*** Records for this exercise Section Begins ***

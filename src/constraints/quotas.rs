//! Horizon-wide counting rules: each worker's shift totals equal their quotas.

use itertools::Itertools;

use super::{defers_three_day_weekends, quota_row, worked_shifts};
use crate::context::ScheduleContext;
use crate::data::{Day, ShiftType};
use crate::model::ModelBuilder;
use crate::profile::QuotaComparison;
use crate::variables::ShiftVars;

use crate::data::ShiftType::*;

/// L + LQ + LD over the horizon equals the free-day quota.
///
/// With `relaxed`, the 3-day weekend share is held back for the
/// refinement stage.
pub fn total_free_days(
    m: &mut ModelBuilder,
    vars: &ShiftVars,
    ctx: &ScheduleContext,
    relaxed: bool,
) {
    let all_days: Vec<Day> = (1..=ctx.num_days()).collect();
    for (w, worker) in ctx.workers.iter().enumerate() {
        let q = &worker.quotas;
        let target = if relaxed && defers_three_day_weekends(ctx, worker) {
            q.total_free.saturating_sub(q.three_day_weekends)
        } else {
            q.total_free
        };
        quota_row(
            m,
            vars.sum_over(w, &all_days, &ShiftType::FREE_QUOTA),
            vars.count_over(w, &all_days, &ShiftType::FREE_QUOTA),
            QuotaComparison::Exact,
            target,
            &format!("worker {} total free days", worker.id),
        );
    }
}

/// L on the worker's special working days meets the free-Sunday quota.
pub fn special_day_free_days(m: &mut ModelBuilder, vars: &ShiftVars, ctx: &ScheduleContext) {
    for (w, worker) in ctx.workers.iter().enumerate() {
        let days = ctx
            .special_days()
            .filter(|d| worker.is_working(*d))
            .collect_vec();
        let mut target = worker.quotas.total_free_special;
        if ctx.params.free_sundays_include_two_day_weekends {
            target += worker.quotas.two_day_weekends;
        }
        quota_row(
            m,
            vars.sum_over(w, &days, &[Free]),
            vars.count_over(w, &days, &[Free]),
            ctx.params.weekend_quota,
            target,
            &format!("worker {} free special days", worker.id),
        );
    }
}

/// TC only on special days, and exactly the worker's TC quota of them.
pub fn complementary_shifts(m: &mut ModelBuilder, vars: &ShiftVars, ctx: &ScheduleContext) {
    if !ctx.params.has_shift(Complementary) {
        return;
    }
    for (w, worker) in ctx.workers.iter().enumerate() {
        let (special, ordinary): (Vec<Day>, Vec<Day>) =
            (1..=ctx.num_days()).partition(|d| ctx.is_special(*d));
        if vars.count_over(w, &ordinary, &[Complementary]) > 0 {
            m.le(vars.sum_over(w, &ordinary, &[Complementary]), 0.0);
        }
        let special = special
            .into_iter()
            .filter(|d| worker.is_working(*d))
            .collect_vec();
        quota_row(
            m,
            vars.sum_over(w, &special, &[Complementary]),
            vars.count_over(w, &special, &[Complementary]),
            QuotaComparison::Exact,
            worker.quotas.complementary_shifts,
            &format!("worker {} complementary shifts", worker.id),
        );
    }
}

/// Contract types 4 to 6 work exactly as many special days as they are
/// owed compensation days for.
pub fn special_day_work(m: &mut ModelBuilder, vars: &ShiftVars, ctx: &ScheduleContext) {
    for (w, worker) in ctx.workers.iter().enumerate() {
        if !worker.contract.works_special_days() {
            continue;
        }
        let shifts = worked_shifts(worker);
        let days = ctx
            .special_days()
            .filter(|d| worker.is_working(*d))
            .collect_vec();
        quota_row(
            m,
            vars.sum_over(w, &days, &shifts),
            vars.count_over(w, &days, &shifts),
            QuotaComparison::Exact,
            worker.quotas.compensation_days,
            &format!("worker {} special-day work", worker.id),
        );
    }
}

/// LQ on working days equals the quality quota plus the 2-day weekends,
/// plus the 3-day weekends once they are opened.
pub fn quality_free_days(
    m: &mut ModelBuilder,
    vars: &ShiftVars,
    ctx: &ScheduleContext,
    include_three_day: bool,
) {
    for (w, worker) in ctx.workers.iter().enumerate() {
        let q = &worker.quotas;
        let target = if include_three_day || !defers_three_day_weekends(ctx, worker) {
            q.quality_free_total()
        } else {
            q.quality_free_days + q.two_day_weekends
        };
        let days = worker.working_days().collect_vec();
        quota_row(
            m,
            vars.sum_over(w, &days, &[QualityFree]),
            vars.count_over(w, &days, &[QualityFree]),
            QuotaComparison::Exact,
            target,
            &format!("worker {} quality free days", worker.id),
        );
    }
}

/// LD on working days equals the compensation quota.
pub fn compensation_free_days(m: &mut ModelBuilder, vars: &ShiftVars, ctx: &ScheduleContext) {
    for (w, worker) in ctx.workers.iter().enumerate() {
        let days = worker.working_days().collect_vec();
        quota_row(
            m,
            vars.sum_over(w, &days, &[CompensationFree]),
            vars.count_over(w, &days, &[CompensationFree]),
            QuotaComparison::Exact,
            worker.quotas.compensation_days,
            &format!("worker {} compensation days", worker.id),
        );
    }
}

*** Records for this exercise Section Ends ***

Exercise details
Would you repeat the lines from the one containing "the compensation quota." through the end of the data, exactly, with nothing before or after them?

Answer to this problem
/// LD on working days equals the compensation quota.
pub fn compensation_free_days(m: &mut ModelBuilder, vars: &ShiftVars, ctx: &ScheduleContext) {
    for (w, worker) in ctx.workers.iter().enumerate() {
        let days = worker.working_days().collect_vec();
        quota_row(
            m,
            vars.sum_over(w, &days, &[CompensationFree]),
            vars.count_over(w, &days, &[CompensationFree]),
            QuotaComparison::Exact,
            worker.quotas.compensation_days,
            &format!("worker {} compensation days", worker.id),
        );
    }
}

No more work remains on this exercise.